There's no perfect parent. There are a lot of things my parents did wrong and Im sure they realize it too. But the point is, its not something you understand in the moment. Its always lessons in hindsight.
Today, as a mom, I dont know if Im being too strict or too lenient, if Im spending too less time or too much time with them, if I know too much about them or too little about them, whether Im making them work too hard or play too hard... I dont know, until may be they fly out of the nest & I am lucky enough to see them live their adult lives. And the fact is that as much as we are influenced by our upbringing, a lot of what we become also depends on life situations & luck... or fate!
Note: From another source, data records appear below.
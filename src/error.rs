/// Error type returned by this crate.
#[derive(Debug, thiserror::Error)]
pub enum QuorumDbError {
    /// No cluster node could serve the request within the retry budget, or a
    /// non-idempotent request failed after its outcome became ambiguous.
    #[error("cluster unavailable after {attempts} attempt(s): {last_error}")]
    ClusterUnavailable {
        /// Attempts made before giving up.
        attempts: usize,
        /// Description of the last failure observed.
        last_error: String,
    },
    /// The store rejected a statement. Terminal; carries the store's message
    /// verbatim and the index of the failing statement within the request.
    #[error("statement {index} failed: {message}")]
    Sql {
        /// Position of the failing statement in the submitted batch.
        index: usize,
        /// Error message text from the store.
        message: String,
    },
    /// Response shape violated the protocol (unparseable body, duplicate
    /// column names, row arity mismatch). Distinct from a SQL error.
    #[error("protocol error: {0}")]
    Protocol(String),
    /// Non-success HTTP status that is neither retryable nor leader-related.
    #[error("http error {status}: {body}")]
    Http { status: u16, body: String },
    /// Network or request execution error from `reqwest`, outside the
    /// dispatcher's retry loop.
    #[error("transport error: {0}")]
    Transport(reqwest::Error),
    /// A non-retryable attempt exceeded its per-attempt timeout.
    #[error("request timed out")]
    Timeout,
    /// The caller's cancellation token fired before the request completed.
    #[error("request cancelled")]
    Cancelled,
    /// Invalid client configuration (seed list, credentials, TLS material).
    #[error("configuration error: {0}")]
    Config(String),
    /// A statement or parameter value could not be encoded for the wire.
    #[error("encode error: {0}")]
    Encode(String),
    /// Operation on a transaction that already left the `open` state.
    #[error("transaction is {state}")]
    TransactionClosed {
        /// State the transaction was found in.
        state: &'static str,
    },
}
But there are some moments these fears get the better of me. Every group of friends posts talent-show-videos of their kids. I guess my silence in these groups is so evident that every once in a while Im prompted to talk about my kids. My standard one-liner 'Genetically, my kids are not as lucky as yours!'. And I stay silent through all the theatrical reassurances that follow.
The in-laws always seem to get it right too. The family is very proud of the next gen (read cousins of my kids) aspiring to become neurosurgeons, paediatricians, scientists in the field of medical research and have always been on top of the class... AND have other passions - like play the piano, paint like picasso, bake fancy cakes like the ones you see on TV... etc etc etc. So during one of those discussions, my kids were asked (yet again) what they want to become when they grow up. The elder one drops the first bomb - 'Veterinarian' she says... 'I love animals'!. And if that wasnt 'scandalous' enough for my mother-in-law, my younger one jumps in with '& I wanna be an Amazonian'!! The mother-in-law is hoping that the younger one has better aspirations & Amazonian is some specialist doctor and propelled by that hope she asks what this job involves. Lil miss diva unabashedly explains 'bows & arrows with a shield, fighting guys, looking cool, flying, wearing short skirts... ' and my mil is clueless. I try hard to save face & buy time using the 'I have no idea... she's too small.. so whats for lunch' tactic. And in my mind, like a newsroll, I read 'while my counterparts on the in-laws side are prepping their kids for med-school, I make my kids watch WonderWoman. I must be the scum on bad-moms-planet'.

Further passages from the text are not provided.